As he came on duty the evening of May 10, 1961, Mr. Fitzgerald, a jailer for Pima county, purchased a bottle of coca-cola from a vending machine located near the entrance to the Pima county sheriff’s office. He took one swallow of the beverage and found that it tasted bitter and was very nauseating. He held the bottle up to the light and saw little particles floating around in it. In approximately an hour and a half to two hours he became quite nauseous and vomited three times. He had eaten nothing before coming to work and consumed nothing at work other than the one swallow of coca-cola. When he returned home the nausea and vomiting continued and he developed diarrhea.

The following afternoon Fitzgerald consulted a physician who prescribed for his condition. His nausea persisted, however, accompanied by vomiting spells and expectoration of a stringy, mucous-like substance. He ate very little and became very nervous, upset and worried about the expectorated substance.

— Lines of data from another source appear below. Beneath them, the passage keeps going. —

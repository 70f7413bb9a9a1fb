use rust_decimal::Decimal;
use serde::{Deserialize, Serialize};

use crate::config::ProposalConfig;
use crate::pricing::format_amount;

#[derive(Clone, Debug, PartialEq, Eq, Serialize, Deserialize)]
pub struct PricingPolicy {
    pub currency: String,
    pub vat_rate: Decimal,
    pub fallback_upload_fee: Decimal,
    pub municipality_fee: Decimal,
}

impl Default for PricingPolicy {
    fn default() -> Self {
        Self {
            currency: "AED".to_string(),
            vat_rate: Decimal::new(5, 2),
            fallback_upload_fee: Decimal::new(3000, 0),
            municipality_fee: Decimal::new(520, 0),
        }
    }
}

impl From<&ProposalConfig> for PricingPolicy {
    fn from(config: &ProposalConfig) -> Self {
        Self {
            currency: config.currency.clone(),
            vat_rate: config.vat_rate,
            fallback_upload_fee: config.fallback_upload_fee,
            municipality_fee: config.municipality_fee,
        }
    }
}

impl PricingPolicy {
    pub fn with_currency(mut self, currency: Option<&str>) -> Self {
        if let Some(currency) = currency.map(str::trim).filter(|value| !value.is_empty()) {
            self.currency = currency.to_ascii_uppercase();
        }
        self
    }

    pub fn format(&self, amount: Decimal) -> String {
        format_amount(&self.currency, amount)
    }

    /// Fee added to every duration option of one proposal. An explicit
    /// production fee replaces the per-spot upload fees.
    pub fn fee_share(
        &self,
        production_fee: Option<Decimal>,
        upload_fees: &[Option<Decimal>],
        spots: u32,
    ) -> Decimal {
        if let Some(fee) = production_fee {
            return fee;
        }
        let per_spot: Decimal = upload_fees.iter().map(|fee| fee.unwrap_or_default()).sum();
        per_spot * Decimal::from(spots.max(1))
    }
}

/// Per-duration amounts for one location.
#[derive(Clone, Debug, PartialEq, Eq, Serialize, Deserialize)]
pub struct LocationPricing {
    pub currency: String,
    pub net_rates: Vec<Decimal>,
    pub fee_share: Decimal,
    pub vat_amounts: Vec<Decimal>,
    pub totals: Vec<Decimal>,
}

impl LocationPricing {
    pub fn formatted_net_rates(&self) -> Vec<String> {
        self.net_rates.iter().map(|amount| format_amount(&self.currency, *amount)).collect()
    }

    pub fn formatted_vat(&self) -> Vec<String> {
        self.vat_amounts.iter().map(|amount| format_amount(&self.currency, *amount)).collect()
    }

    pub fn formatted_totals(&self) -> Vec<String> {
        self.totals.iter().map(|amount| format_amount(&self.currency, *amount)).collect()
    }

    pub fn formatted_fee(&self) -> String {
        format_amount(&self.currency, self.fee_share)
    }

    /// Headline figure for the proposal: the first duration option.
    pub fn headline_total(&self) -> Decimal {
        self.totals.first().copied().unwrap_or_default()
    }
}

pub fn price_location(policy: &PricingPolicy, net_rates: &[Decimal], fee_share: Decimal) -> LocationPricing {
    let vat_amounts: Vec<Decimal> = net_rates.iter().map(|rate| *rate * policy.vat_rate).collect();
    let totals = net_rates
        .iter()
        .zip(&vat_amounts)
        .map(|(rate, vat)| *rate + *vat + fee_share)
        .collect();

    LocationPricing {
        currency: policy.currency.clone(),
        net_rates: net_rates.to_vec(),
        fee_share,
        vat_amounts,
        totals,
    }
}

#[derive(Clone, Debug, PartialEq, Eq, Serialize, Deserialize)]
pub struct FeeLine {
    pub location: String,
    pub amount: Decimal,
}

#[derive(Clone, Debug, PartialEq, Eq, Serialize, Deserialize)]
pub struct CombinedPricing {
    pub currency: String,
    pub net_rate: Decimal,
    pub upload_fees: Vec<FeeLine>,
    pub municipality_fee: Decimal,
    pub subtotal: Decimal,
    pub vat: Decimal,
    pub total: Decimal,
}

impl CombinedPricing {
    pub fn formatted_total(&self) -> String {
        format_amount(&self.currency, self.total)
    }
}

/// `locations` pairs a display name with its catalog upload fee, when known.
pub fn price_combined(
    policy: &PricingPolicy,
    net_rate: Decimal,
    locations: &[(String, Option<Decimal>)],
) -> CombinedPricing {
    let upload_fees: Vec<FeeLine> = locations
        .iter()
        .map(|(location, fee)| FeeLine {
            location: location.clone(),
            amount: fee.unwrap_or(policy.fallback_upload_fee),
        })
        .collect();
    let fees: Decimal = upload_fees.iter().map(|line| line.amount).sum();
    let subtotal = net_rate + fees + policy.municipality_fee;
    let vat = subtotal * policy.vat_rate;

    CombinedPricing {
        currency: policy.currency.clone(),
        net_rate,
        upload_fees,
        municipality_fee: policy.municipality_fee,
        subtotal,
        vat,
        total: subtotal + vat,
    }
}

Mrs. Fitzgerald testified that during the entire day of May 25, 1961, her husband vomited, retched and suffered dysentery. Early the following morning, according to her, he had just returned from the bathroom and was sitting on the edge of his bed when he suddenly called for a bed pan and began vomiting, retching and pulling stuff from his mouth and went into “the dry heaves.” She stated:

“He couldn’t get anything more up at all and all of a sudden he grabbed his heart and said 'Oh, my God’ and I thought my husband was gone.”

It was later established that he had suffered a coronary occlusion.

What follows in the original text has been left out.